G(11), A(12), and A(33), despite their extrusion from the helical base-pair stack, form a well-defined structure that is highly ordered, judging by electron density in the initial map as well as the comparatively low temperature factors these residues have in the refined structure. They conspire with the remaining residues in the asymmetric bubble and the helical region above it to form a rather wide tunnel whose channel runs approximately perpendicular to the main helical axis. The phosphates of G(11) and A(12) are turned inward, creating a negatively charged environment within the tunnel cavity. Consequently, the tunnel forms a binding site for two [Mg(H2O)6]2+ ions in the native structure (see Figure 2B), and the tunnel is also the binding site for cis-[(NH3)2Cl2Pt(IV)]2+ and [Ru(NH3)6]3+ metal complexes that were introduced for heavy atom isomorphous replacement phasing. These highly structured and rigorously conserved features allow us to suggest that SARS pathogenesis might be inhibited by a drug designed to bind to s2m and disrupt one of these structures.

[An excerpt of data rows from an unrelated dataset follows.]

use std::fmt;
use std::str::FromStr;
use std::sync::Arc;

use crate::error::SchedulerError;
use crate::metrics::SchedulerMetrics;
use crate::predictive::{AgingScorer, PredictiveScheduler};
use crate::priority::PriorityScheduler;
use crate::process::Process;
use crate::round_robin::RoundRobinScheduler;

/// Contract shared by every scheduling strategy.
///
/// Implementations are internally synchronised: producers, the dispatch loop,
/// and workers reporting outcomes may call in from different threads.
pub trait Scheduler: Send + Sync {
    /// Takes ownership of `process` and queues it.
    fn submit(&self, process: Process);

    /// Removes and returns the next process to run, if any is ready.
    fn next(&self) -> Option<Process>;

    /// Records a successful execution.
    fn complete(&self, process: Process);

    /// Records a failed execution. Wait and execution time still count.
    fn fail(&self, process: Process, reason: &str);

    /// Current counters and averages.
    fn metrics(&self) -> SchedulerMetrics;

    /// Strategy identifier for diagnostics and runtime switching.
    fn name(&self) -> &'static str;

    /// Number of processes waiting to run.
    fn queue_len(&self) -> usize;

    /// Empties the ready queue, returning processes in submission order.
    fn drain(&self) -> Vec<Process>;
}

/// Named strategies that can be selected at runtime.
#[derive(Clone, Copy, Debug, PartialEq, Eq)]
pub enum StrategyKind {
    /// Submission order.
    RoundRobin,
    /// Highest priority first.
    Priority,
    /// Highest predicted score first.
    Predictive,
}

impl StrategyKind {
    /// Every strategy, in benchmark order.
    pub const ALL: [StrategyKind; 3] = [
        StrategyKind::RoundRobin,
        StrategyKind::Priority,
        StrategyKind::Predictive,
    ];

    /// Builds a fresh scheduler. The predictive strategy gets an [`AgingScorer`].
    pub fn instantiate(self) -> Arc<dyn Scheduler> {
        match self {
            StrategyKind::RoundRobin => Arc::new(RoundRobinScheduler::new()),
            StrategyKind::Priority => Arc::new(PriorityScheduler::new()),
            StrategyKind::Predictive => Arc::new(PredictiveScheduler::new(AgingScorer::default())),
        }
    }

    /// Name reported by schedulers of this kind.
    pub fn name(self) -> &'static str {
        match self {
            StrategyKind::RoundRobin => RoundRobinScheduler::NAME,
            StrategyKind::Priority => PriorityScheduler::NAME,
            StrategyKind::Predictive => PredictiveScheduler::NAME,
        }
    }
}

impl FromStr for StrategyKind {
    type Err = SchedulerError;

    fn from_str(s: &str) -> Result<Self, Self::Err> {
        match s.trim().to_ascii_lowercase().as_str() {
            "roundrobin" | "round-robin" | "round_robin" | "fifo" => Ok(StrategyKind::RoundRobin),
            "priority" => Ok(StrategyKind::Priority),
            "predictive" | "brain" => Ok(StrategyKind::Predictive),
            _ => Err(SchedulerError::UnknownStrategy(s.to_string())),
        }
    }
}

impl fmt::Display for StrategyKind {
    fn fmt(&self, f: &mut fmt::Formatter<'_>) -> fmt::Result {
        f.write_str(self.name())
    }
}

#[cfg(test)]
mod tests {
    use super::*;

    #[test]
    fn parses_aliases_case_insensitively() {
        assert_eq!("FIFO".parse(), Ok(StrategyKind::RoundRobin));
        assert_eq!("Round-Robin".parse(), Ok(StrategyKind::RoundRobin));
        assert_eq!(" priority ".parse(), Ok(StrategyKind::Priority));
        assert_eq!("brain".parse(), Ok(StrategyKind::Predictive));
    }

    #[test]
    fn unknown_names_are_rejected() {
        assert_eq!(
            "lottery".parse::<StrategyKind>(),
            Err(SchedulerError::UnknownStrategy("lottery".into()))
        );
    }

    #[test]
    fn instantiated_schedulers_report_their_kind() {
        for kind in StrategyKind::ALL {
            assert_eq!(kind.instantiate().name(), kind.name());
        }
    }
}
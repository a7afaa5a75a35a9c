#![deny(missing_docs)]
//! In-process intent bus.
//!
//! [`IntentBus`] accepts [`intent::Intent`]s under bounded capacity, hands
//! them to a worker pool through a dedicated pump thread, and dispatches
//! each one in a fixed order:
//!
//! 1. global subscribers,
//! 2. subscribers for the intent's type,
//! 3. predicate subscribers,
//! 4. the handler chain for the intent's type.
//!
//! Subscribers and handlers are external code. Their errors and panics are
//! caught per intent, so one bad callback never poisons the bus.
//!
//! The building blocks (queue, history ring, thread groups, worker pool,
//! timer, response futures) are public so the kernel and tools can reuse
//! them.

mod bus;
mod config;
mod error;
mod events;
mod guard;
mod handler;
mod health;
mod history;
mod metrics;
mod outcome;
mod pool;
mod queue;
mod response;
mod subscription;
mod threads;
mod timer;

pub use bus::{
    IntentBus, IntentBusBuilder, ALREADY_PUBLISHED, BUS_STOPPED, NOT_RUNNING, QUEUE_FULL,
};
pub use config::BusConfig;
pub use error::{BusError, BusResult};
pub use events::{BusEvent, EventSink, LogEventSink, RecordingSink, REASON_QUEUE_FULL};
pub use handler::{Handler, HandlerRegistry};
pub use health::{HealthReport, HealthStatus};
pub use history::History;
pub use metrics::BusMetrics;
pub use outcome::{ShutdownReport, SubmitOutcome};
pub use pool::{Job, PoolHandle, WorkerPool};
pub use queue::BoundedQueue;
pub use response::{IntentResponse, PendingRequests, ResponseSlot, RESPONSE_DROPPED};
pub use subscription::{IntentFilter, SubscriberFn, Subscription, SubscriptionRegistry};
pub use threads::ThreadGroup;
pub use timer::Timer;
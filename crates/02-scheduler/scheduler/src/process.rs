//! Schedulable unit wrapping an intent and its executable work.

use anyhow::anyhow;
use intent::{panic_message, Intent, IntentPriority};
use std::fmt;
use std::panic::{catch_unwind, AssertUnwindSafe};
use std::sync::Arc;
use std::time::{Duration, Instant};
use uuid::Uuid;

/// Executable work carried by a process. Runs at most once.
pub type Action = Box<dyn FnOnce() -> anyhow::Result<()> + Send + 'static>;

/// Identifier assigned to every process at construction.
#[derive(Clone, Debug, PartialEq, Eq, Hash, PartialOrd, Ord)]
pub struct ProcessId(String);

impl ProcessId {
    fn generate() -> Self {
        Self(Uuid::new_v4().to_string())
    }

    /// Borrowed string form.
    pub fn as_str(&self) -> &str {
        &self.0
    }
}

impl From<&str> for ProcessId {
    fn from(value: &str) -> Self {
        Self(value.to_string())
    }
}

impl fmt::Display for ProcessId {
    fn fmt(&self, f: &mut fmt::Formatter<'_>) -> fmt::Result {
        f.write_str(&self.0)
    }
}

/// A unit of work owned by exactly one party at a time: the submitter, then
/// the scheduler, then the caller of `next()`, then the scheduler again.
pub struct Process {
    id: ProcessId,
    intent: Arc<Intent>,
    action: Option<Action>,
    submitted_at: Option<Instant>,
    started_at: Option<Instant>,
    completed_at: Option<Instant>,
}

impl Process {
    /// Wraps `intent` with the work to execute.
    pub fn new<F>(intent: Arc<Intent>, action: F) -> Self
    where
        F: FnOnce() -> anyhow::Result<()> + Send + 'static,
    {
        Self {
            id: ProcessId::generate(),
            intent,
            action: Some(Box::new(action)),
            submitted_at: None,
            started_at: None,
            completed_at: None,
        }
    }

    /// Process identifier.
    pub fn id(&self) -> &ProcessId {
        &self.id
    }

    /// The intent this process executes.
    pub fn intent(&self) -> &Arc<Intent> {
        &self.intent
    }

    /// Shorthand for the intent's priority.
    pub fn priority(&self) -> IntentPriority {
        self.intent.priority()
    }

    /// When a scheduler first accepted this process.
    pub fn submitted_at(&self) -> Option<Instant> {
        self.submitted_at
    }

    /// When execution began.
    pub fn started_at(&self) -> Option<Instant> {
        self.started_at
    }

    /// When execution finished.
    pub fn completed_at(&self) -> Option<Instant> {
        self.completed_at
    }

    /// Time spent queued so far (or until execution started).
    pub fn waited(&self) -> Duration {
        match self.submitted_at {
            Some(submitted) => self
                .started_at
                .unwrap_or_else(Instant::now)
                .saturating_duration_since(submitted),
            None => Duration::ZERO,
        }
    }

    /// Time spent executing; zero if the process never started.
    pub fn executed(&self) -> Duration {
        match self.started_at {
            Some(started) => self
                .completed_at
                .unwrap_or_else(Instant::now)
                .saturating_duration_since(started),
            None => Duration::ZERO,
        }
    }

    /// Executes the action, stamping start and completion times.
    ///
    /// Panics inside the action are caught and reported as errors.
    pub fn run(&mut self) -> anyhow::Result<()> {
        let action = self
            .action
            .take()
            .ok_or_else(|| anyhow!("process {} already ran", self.id))?;
        self.started_at = Some(Instant::now());
        let outcome = match catch_unwind(AssertUnwindSafe(action)) {
            Ok(result) => result,
            Err(panic) => Err(anyhow!("process panicked: {}", panic_message(panic))),
        };
        self.completed_at = Some(Instant::now());
        outcome
    }

    pub(crate) fn mark_submitted(&mut self) {
        if self.submitted_at.is_none() {
            self.submitted_at = Some(Instant::now());
        }
    }

    pub(crate) fn mark_finished(&mut self) {
        if self.completed_at.is_none() {
            self.completed_at = Some(Instant::now());
        }
    }
}

impl fmt::Debug for Process {
    fn fmt(&self, f: &mut fmt::Formatter<'_>) -> fmt::Result {
        f.debug_struct("Process")
            .field("id", &self.id)
            .field("intent", &self.intent.id())
            .field("priority", &self.priority())
            .field("ran", &self.action.is_none())
            .finish()
    }
}

#[cfg(test)]
mod tests {
    use super::*;
    use intent::IntentType;

    fn intent() -> Arc<Intent> {
        Arc::new(Intent::new(IntentType::ProcessSpawn))
    }

    #[test]
    fn run_executes_once() {
        let mut process = Process::new(intent(), || Ok(()));
        assert!(process.run().is_ok());
        assert!(process.started_at().is_some());
        assert!(process.completed_at().is_some());

        let err = process.run().unwrap_err();
        assert!(err.to_string().contains("already ran"));
    }

    #[test]
    fn panics_become_errors() {
        let mut process = Process::new(intent(), || panic!("boom"));
        let err = process.run().unwrap_err();
        assert_eq!(err.to_string(), "process panicked: boom");
        assert!(process.completed_at().is_some());
    }

    #[test]
    fn formatted_panics_keep_their_message() {
        let disk = "sda1";
        let mut process = Process::new(intent(), move || panic!("{disk} on fire"));
        let err = process.run().unwrap_err();
        assert_eq!(err.to_string(), "process panicked: sda1 on fire");
    }

    #[test]
    fn submission_stamp_is_sticky() {
        let mut process = Process::new(intent(), || Ok(()));
        process.mark_submitted();
        let first = process.submitted_at();
        std::thread::sleep(Duration::from_millis(2));
        process.mark_submitted();
        assert_eq!(process.submitted_at(), first);
    }
}
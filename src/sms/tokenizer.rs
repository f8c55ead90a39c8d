//! Splits an SMS source document into whitespace-delimited words. Spaces and tabs only
//! separate; a line ending is a token of its own because the language resets state at
//! newlines. The tokenizer counts lines and the word position within the current line,
//! which is what error messages report as the column.

use log::trace;

/// Words longer than this are split.
pub(crate) const WORD_MAX: usize = 253;

#[derive(Clone, Debug, Eq, PartialEq)]
pub(crate) enum Scan {
    Word(String),
    Newline,
    End,
}

pub(crate) struct Tokenizer<'a> {
    data: &'a [u8],
    pos: usize,
    line: u32,
    line_word: u32,
}

impl<'a> Tokenizer<'a> {
    pub(crate) fn new(source: &'a str) -> Self {
        Self {
            data: source.as_bytes(),
            pos: 0,
            line: 1,
            line_word: 0,
        }
    }

    /// The 1-based line the last word came from.
    pub(crate) fn line(&self) -> u32 {
        self.line
    }

    /// The 1-based position of the last word within its line.
    pub(crate) fn line_word(&self) -> u32 {
        self.line_word
    }

    pub(crate) fn next(&mut self) -> Scan {
        while self.pos < self.data.len() {
            match self.data[self.pos] {
                b' ' | b'\t' => self.pos += 1,
                _ => break,
            }
        }
        if self.pos >= self.data.len() {
            return Scan::End;
        }
        let c = self.data[self.pos];
        if c == b'\r' || c == b'\n' {
            self.pos += 1;
            // CR immediately followed by LF is one line ending
            if c == b'\r' && self.data.get(self.pos) == Some(&b'\n') {
                self.pos += 1;
            }
            self.line += 1;
            self.line_word = 0;
            return Scan::Newline;
        }
        let start = self.pos;
        while self.pos < self.data.len() && self.pos - start < WORD_MAX {
            match self.data[self.pos] {
                b' ' | b'\t' | b'\r' | b'\n' => break,
                _ => self.pos += 1,
            }
        }
        self.line_word += 1;
        let word = String::from_utf8_lossy(&self.data[start..self.pos]).into_owned();
        trace!("word {:?} at line {} position {}", word, self.line, self.line_word);
        Scan::Word(word)
    }
}

#[cfg(test)]
fn words(source: &str) -> Vec<Scan> {
    let mut tok = Tokenizer::new(source);
    let mut out = Vec::new();
    loop {
        let scan = tok.next();
        if scan == Scan::End {
            return out;
        }
        out.push(scan);
    }
}

#[test]
fn splits_on_blanks_and_tabs() {
    assert_eq!(
        vec![
            Scan::Word("c5/4".into()),
            Scan::Word("d".into()),
            Scan::Word("|".into()),
        ],
        words("c5/4 \t d  |")
    );
}

#[test]
fn newlines_are_tokens() {
    assert_eq!(
        vec![
            Scan::Word("a".into()),
            Scan::Newline,
            Scan::Word("b".into()),
            Scan::Newline,
        ],
        words("a\nb\n")
    );
}

#[test]
fn crlf_is_one_newline() {
    assert_eq!(vec![Scan::Word("a".into()), Scan::Newline], words("a\r\n"));
    assert_eq!(vec![Scan::Newline, Scan::Newline], words("\r\r"));
}

#[test]
fn line_and_word_counters() {
    let mut tok = Tokenizer::new("H: song\nc d\n");
    tok.next(); // H:
    assert_eq!((1, 1), (tok.line(), tok.line_word()));
    tok.next(); // song
    assert_eq!((1, 2), (tok.line(), tok.line_word()));
    tok.next(); // newline
    tok.next(); // c
    assert_eq!((2, 1), (tok.line(), tok.line_word()));
    tok.next(); // d
    assert_eq!((2, 2), (tok.line(), tok.line_word()));
}

#[test]
fn trailing_blanks_reach_end() {
    assert_eq!(vec![Scan::Word("c".into())], words("c  \t "));
}

#[test]
fn overlong_words_are_split() {
    let long = "x".repeat(WORD_MAX + 10);
    let scans = words(&long);
    assert_eq!(
        vec![
            Scan::Word("x".repeat(WORD_MAX)),
            Scan::Word("x".repeat(10))
        ],
        scans
    );
}
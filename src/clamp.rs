/// Example: clamp!(Channel, u8, 0, 15, 0, pub);
/// Where:
/// - Channel is the name of the struct that will be created.
/// - u8 is the underlying data type
/// - 0 is the minimum allowed value (redundant in this case)
/// - 15 is the maximum allowed value
/// - 0 is the default value
/// - pub is the visibility of the struct
macro_rules! clamp {
    ($(#[$meta:meta])* $symbol:ident, $inner_type:ty, $min:expr, $max:expr, $default:expr, $visibility:vis) => {
        $(#[$meta])*
        /// $inner_type value clamped to be between $min and $max.
        #[derive(Clone, Copy, Debug, Eq, Ord, PartialEq, PartialOrd, Hash)]
        $visibility struct $symbol($inner_type);

        impl Default for $symbol {
            fn default() -> Self {
                Self::new($default)
            }
        }

        impl $symbol {
            /// Silently clamps the value if it is out of range.
            #[allow(dead_code)]
            $visibility const fn new(value: $inner_type) -> Self {
                let (clamped, _) = Self::clamp(value);
                Self(clamped)
            }

            /// Returns the inner value.
            #[allow(dead_code)]
            $visibility fn get(&self) -> $inner_type {
                self.0
            }

            /// Clamps and sets. Returns `true` if `value` was in range. Returns `false` if `value`
            /// was out-of-range.
            #[allow(dead_code)]
            $visibility fn set(&mut self, value: $inner_type) -> bool {
                let (clamped, result) = Self::clamp(value);
                self.0 = clamped;
                result
            }

            #[allow(unused_comparisons)]
            const fn clamp(value: $inner_type) -> ($inner_type, bool) {
                if value < $min {
                    ($min, false)
                } else if value > $max {
                    ($max, false)
                } else {
                    (value, true)
                }
            }
        }

        impl From<$inner_type> for $symbol {
            fn from(value: $inner_type) -> Self {
                Self::new(value)
            }
        }

        impl From<$symbol> for $inner_type {
            fn from(value: $symbol) -> Self {
                value.0
            }
        }

        impl std::fmt::Display for $symbol {
            fn fmt(&self, f: &mut std::fmt::Formatter<'_>) -> std::fmt::Result {
                std::fmt::Display::fmt(&self.0, f)
            }
        }
    };
}

#[test]
fn clamp_test() {
    clamp!(Foo, u8, 1, 16, 1, pub);
    let foo: Foo = 0u8.into();
    let foo_val: u8 = foo.into();
    assert_eq!(1, foo_val);
    let fmted = format!("{}", Foo::new(6));
    assert_eq!("6", fmted.as_str());
    let mut foo = Foo::new(3);
    assert!(!foo.set(200));
    assert_eq!(16, foo.get());
}
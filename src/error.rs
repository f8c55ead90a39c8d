use snafu::Snafu;
use std::fmt;

/// The public Error type for this library.
#[derive(Debug, Snafu)]
pub struct Error(LibError);

/// The public Result type for this library.
pub type Result<T> = std::result::Result<T, Error>;

/// The internal Result type for this library.
pub(crate) type LibResult<T> = std::result::Result<T, LibError>;

impl Error {
    /// If this error came from the SMS compiler, the structured description of the failure.
    pub fn compile_error(&self) -> Option<&CompileError> {
        match &self.0 {
            LibError::Compile { fault } => Some(fault),
            _ => None,
        }
    }
}

/// The internal Error type for this library.
#[derive(Debug, Snafu)]
#[snafu(visibility(pub(crate)))]
pub(crate) enum LibError {
    #[snafu(display("{}: error while writing bytes: {}", site, source))]
    Write {
        site: String,
        source: std::io::Error,
    },

    #[snafu(display("{}: a standard MIDI file requires at least one track", site))]
    NoTracks { site: String },

    #[snafu(display(
        "{}: too many tracks for a standard MIDI file, the maximum is 65535",
        site
    ))]
    TooManyTracks { site: String },

    #[snafu(display("{}: track data exceeds the maximum chunk length", site))]
    TrackTooLong { site: String },

    #[snafu(display("{}: sysex data has no 0xF7 terminator", site))]
    SysexUnterminated { site: String },

    #[snafu(display("{}", fault))]
    Compile { fault: CompileError },
}

/// Everything that can be wrong with an SMS source document. The compiler is fail-fast: the
/// first violation aborts the compilation and is reported with one of these kinds.
#[derive(Clone, Copy, Debug, Eq, PartialEq, Hash)]
pub enum CompileErrorKind {
    /// The word is not a command, a known name, a note, or a chord.
    UnknownWord,
    /// A qualifier that arp notes do not accept (`#`, `+`, `-`).
    ArpQualifier,
    /// Macros cannot expand or be defined inside other macros.
    NestedMacro,
    /// Octave out of 0..=10.
    OctaveRange,
    /// An unrecognized note qualifier character.
    NoteQualifier,
    /// End of input while a `[` time block was still open.
    UnclosedTimeBlock,
    /// The duration dot was given twice in one word.
    DuplicateDot,
    /// Duration denominator not one of 1, 2, 4, 8, 16, 32, 64.
    DurationValue,
    /// Volume out of 0..=127.
    VolumeValue,
    /// A parameter value is missing or out of range.
    ParameterValue,
    /// A parameter name the command does not accept.
    ParameterName,
    /// A `@name=` controller that is neither three digits nor a known alias.
    ControllerName,
    /// A qualifier that drum beats do not accept.
    DrumQualifier,
    /// `[`/`]` opened twice, closed unopened, or nested.
    TimeBlockPairing,
    /// `(`/`)` opened twice, closed unopened, nested, or interrupted by a newline.
    TimeGroupPairing,
    /// The name is already in use, by an object of any kind.
    DuplicateName,
    /// Names must begin with an ASCII letter.
    NameNotAlpha,
    /// Macro definition syntax (`M: name { ... }`) violated.
    MacroSyntax,
    /// End of input while a macro definition was still open.
    UnclosedMacro,
    /// A chord definition offset that is not an integer 0..=24.
    ChordSyntax,
    /// More than seven offsets in a chord definition.
    ChordSlots,
    /// A chord root without a valid chord-type suffix.
    KeyChord,
    /// The `~name` suffix does not name an arp.
    UnknownArp,
    /// The bar accumulated more ticks than the time signature allows.
    BarOverrun,
    /// A computed note pitch outside 0..=127.
    NoteRange,
    /// A chord-step or base-note offset outside 0..=24, or one with no chord tone.
    NoteOffsetRange,
    /// A repeater count smaller than one.
    RepeaterValue,
    /// `*N` must follow a note, a chord, or a macro.
    RepeaterTarget,
    /// Base note syntax (`letter[octave][#]:`) violated.
    BaseNoteSyntax,
    /// A qualifier that base-note offsets do not accept.
    BaseNoteQualifier,
    /// `_` must be the last qualifier of a note.
    HoldNotLast,
    /// `/*`/`*/` opened twice, closed unopened, or left open at end of input.
    BlockComment,
}

impl fmt::Display for CompileErrorKind {
    fn fmt(&self, f: &mut fmt::Formatter<'_>) -> fmt::Result {
        let msg = match self {
            CompileErrorKind::UnknownWord => "unrecognized word",
            CompileErrorKind::ArpQualifier => "qualifier not allowed in an arp",
            CompileErrorKind::NestedMacro => "nested macros are not allowed",
            CompileErrorKind::OctaveRange => "octave out of range (0-10)",
            CompileErrorKind::NoteQualifier => "wrong note qualifier (# + - < > . / ! _)",
            CompileErrorKind::UnclosedTimeBlock => "time block is missing its closing bracket",
            CompileErrorKind::DuplicateDot => "duration dot given twice",
            CompileErrorKind::DurationValue => "invalid duration (1 2 4 8 16 32 64)",
            CompileErrorKind::VolumeValue => "volume out of range (0-127)",
            CompileErrorKind::ParameterValue => "missing or invalid parameter value",
            CompileErrorKind::ParameterName => "unknown parameter",
            CompileErrorKind::ControllerName => "unknown midi controller",
            CompileErrorKind::DrumQualifier => "qualifier not allowed on a drum beat",
            CompileErrorKind::TimeBlockPairing => "time block open/close mismatch",
            CompileErrorKind::TimeGroupPairing => "time group open/close mismatch",
            CompileErrorKind::DuplicateName => "name is already in use",
            CompileErrorKind::NameNotAlpha => "a name must begin with a letter",
            CompileErrorKind::MacroSyntax => "wrong macro syntax",
            CompileErrorKind::UnclosedMacro => "macro definition is missing its closing brace",
            CompileErrorKind::ChordSyntax => "chord offsets are integers 0-24",
            CompileErrorKind::ChordSlots => "a chord holds at most 7 offsets",
            CompileErrorKind::KeyChord => "invalid key chord",
            CompileErrorKind::UnknownArp => "arpeggio is not defined",
            CompileErrorKind::BarOverrun => "too many events in the previous bar",
            CompileErrorKind::NoteRange => "note out of range",
            CompileErrorKind::NoteOffsetRange => "invalid note offset (0-24)",
            CompileErrorKind::RepeaterValue => "repeater count must be positive",
            CompileErrorKind::RepeaterTarget => {
                "the repeater needs a preceding note, chord, or macro"
            }
            CompileErrorKind::BaseNoteSyntax => "wrong base note syntax (note[octave][#]:)",
            CompileErrorKind::BaseNoteQualifier => "qualifier not allowed on a base note offset",
            CompileErrorKind::HoldNotLast => "hold must be the last qualifier of a note",
            CompileErrorKind::BlockComment => "block comment open/close mismatch",
        };
        f.write_str(msg)
    }
}

/// Where a compile error happened inside a macro or arp body: the object's name, the source
/// line its definition started on, and the 1-based word position within the body line.
#[derive(Clone, Debug, Eq, PartialEq)]
pub struct FrameContext {
    name: String,
    line: u32,
    column: u32,
}

impl FrameContext {
    pub(crate) fn new<S: Into<String>>(name: S, line: u32, column: u32) -> Self {
        Self {
            name: name.into(),
            line,
            column,
        }
    }

    pub fn name(&self) -> &str {
        &self.name
    }

    pub fn line(&self) -> u32 {
        self.line
    }

    pub fn column(&self) -> u32 {
        self.column
    }
}

/// The structured result of a failed compilation: what was wrong, where, and on which word.
/// `column` is the 1-based position of the word within its line, the unit the tokenizer
/// counts in.
#[derive(Clone, Debug, Eq, PartialEq)]
pub struct CompileError {
    kind: CompileErrorKind,
    line: u32,
    column: u32,
    word: String,
    macro_frame: Option<FrameContext>,
    arp_frame: Option<FrameContext>,
}

impl CompileError {
    pub(crate) fn new<S: Into<String>>(
        kind: CompileErrorKind,
        line: u32,
        column: u32,
        word: S,
        macro_frame: Option<FrameContext>,
        arp_frame: Option<FrameContext>,
    ) -> Self {
        Self {
            kind,
            line,
            column,
            word: word.into(),
            macro_frame,
            arp_frame,
        }
    }

    pub fn kind(&self) -> CompileErrorKind {
        self.kind
    }

    pub fn line(&self) -> u32 {
        self.line
    }

    pub fn column(&self) -> u32 {
        self.column
    }

    /// The word the compiler was processing when it gave up.
    pub fn word(&self) -> &str {
        &self.word
    }

    /// Present when the error happened while a macro was expanding.
    pub fn macro_frame(&self) -> Option<&FrameContext> {
        self.macro_frame.as_ref()
    }

    /// Present when the error happened while an arp was playing.
    pub fn arp_frame(&self) -> Option<&FrameContext> {
        self.arp_frame.as_ref()
    }
}

impl fmt::Display for CompileError {
    fn fmt(&self, f: &mut fmt::Formatter<'_>) -> fmt::Result {
        write!(
            f,
            "line {} word {}: {} ('{}')",
            self.line, self.column, self.kind, self.word
        )?;
        if let Some(m) = &self.macro_frame {
            write!(
                f,
                " in macro '{}' at line {} word {}",
                m.name, m.line, m.column
            )?;
        }
        if let Some(a) = &self.arp_frame {
            write!(
                f,
                " in arp '{}' defined at line {} word {}",
                a.name, a.line, a.column
            )?;
        }
        Ok(())
    }
}

macro_rules! site {
    () => {
        format!("{}:{}", file!(), line!())
    };
}

macro_rules! wr {
    () => {
        crate::error::WriteSnafu { site: site!() }
    };
}

#[test]
fn site_test() {
    let line = line!() + 1;
    let site = site!();
    assert!(site.contains("error.rs"));
    assert!(site.contains(format!("{}", line).as_str()));
}

#[test]
fn compile_error_display_test() {
    let fault = CompileError::new(
        CompileErrorKind::BarOverrun,
        7,
        3,
        "|",
        Some(FrameContext::new("riff", 2, 5)),
        None,
    );
    let message = format!("{}", fault);
    assert!(message.contains("line 7 word 3"));
    assert!(message.contains("too many events"));
    assert!(message.contains("macro 'riff'"));
}

#[test]
fn compile_error_accessor_test() {
    let fault = CompileError::new(CompileErrorKind::KeyChord, 1, 1, "Cxyz", None, None);
    let err: Error = LibError::Compile { fault }.into();
    let fault = err.compile_error().unwrap();
    assert_eq!(CompileErrorKind::KeyChord, fault.kind());
    assert_eq!("Cxyz", fault.word());
    assert!(fault.macro_frame().is_none());
}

Chemical Probing of the Solution Structure
To compare the crystal structure with the solution structure of s2m, we performed chemical modification experiments. The results are consistent with the crystal structure, and in some cases enable us to verify that long-range tertiary interactions observed in the crystal structure also occur in solution. Dimethyl sulfate (DMS) modification patterns (Figure 4A) of the N1 atomic position of A and the N3 of C residues are consistent with the observed fold in the crystal structure (Figure 4B). A and C residues that are solvent-exposed in the tertiary structure, such as A(12), A(23), and C(27), are among the most heavily modified by DMS (along with A and A near the helical terminus). These modification sites are shown as red spheres in Figure 4B. Although A(33) is quite exposed in the tertiary structure, the N1 is protected from modification by DMS (shown as a green sphere in Figure 4B), consistent with the involvement of the N1 of A(33) in a 2.8-Å hydrogen bond with the exocyclic N2 of G(11) (white atom and dotted line in Figure 4B) in the crystal structure. We therefore conclude that this tertiary structural interaction observed in crystals of s2m RNA is likely to be quite similar to what occurs in solution. G(11) is the only G residue of the s2m RNA detectably modified by kethoxal (data not shown), which reacts with nitrogens at the N1 and N2 positions. The N1 modification site is highlighted as an orange sphere and is consistent with the observed tertiary structure formed by G(11), A(12), and A(33) that exposes G(11) to the solvent. U(30) is solvent-exposed in the crystal structure and is reactive to 1-cyclohexyl-3-(2-morpholinoethyl) carbodiimide metho-p-toluene sulfonate (CMCT; magenta spheres in Figure 4B; data not shown), as are the non-conserved 3′-terminal uridines (probably due to helix fraying in solution). U(25), which is not well ordered in the crystal but which we expect is also solvent-exposed, appears not to be reactive.
(A) An autoradiogram of DMS modification of the s2m RNA in solution.
(B) Mapping the results of DMS, kethoxal, and CMCT modifications onto a stereo representation of the RNA structure. Red spheres represent strongly reactive N1 positions of adenosines and N3 positions of cytidine residues in the presence of DMS, and yellow spheres represent weaker reaction. Green spheres represent positions that appear to be protected from DMS. The orange sphere represents reaction with kethoxal at the N1 position of G(11), and magenta spheres represent CMCT reactions with uridines.
(C) The most extensive crystal packing interaction involves stacking of G(11) upon its symmetry mate, G(11)′.
(D) Temperature factors mapped onto all non-hydrogen atoms (left) and the phosphate backbone (right) of the s2m RNA crystal structure. U(25) is the most disordered residue in the structure and has the highest temperature factor. Density of the base of U(25) is not apparent even after refinement. Most of the rest of the structure is rather well ordered.
The intricate three-dimensional structure of the SARS s2m RNA, along with its rigorous sequence conservation, is compelling prima facie evidence for its biological importance in coronaviruses and astroviruses. The structure by itself, however, does not indicate what the function of this motif must be. Hence, comparison of this unique fold with those of known RNA structures is of particular value for formulating testable hypotheses regarding potential biological functions of the s2m RNA. In addition, identification of novel and rigorously conserved tertiary structures that are unique to the viral RNA is of critical importance for future rational design of anti-viral therapeutic agents that specifically target SARS and other coronaviruses and astroviruses.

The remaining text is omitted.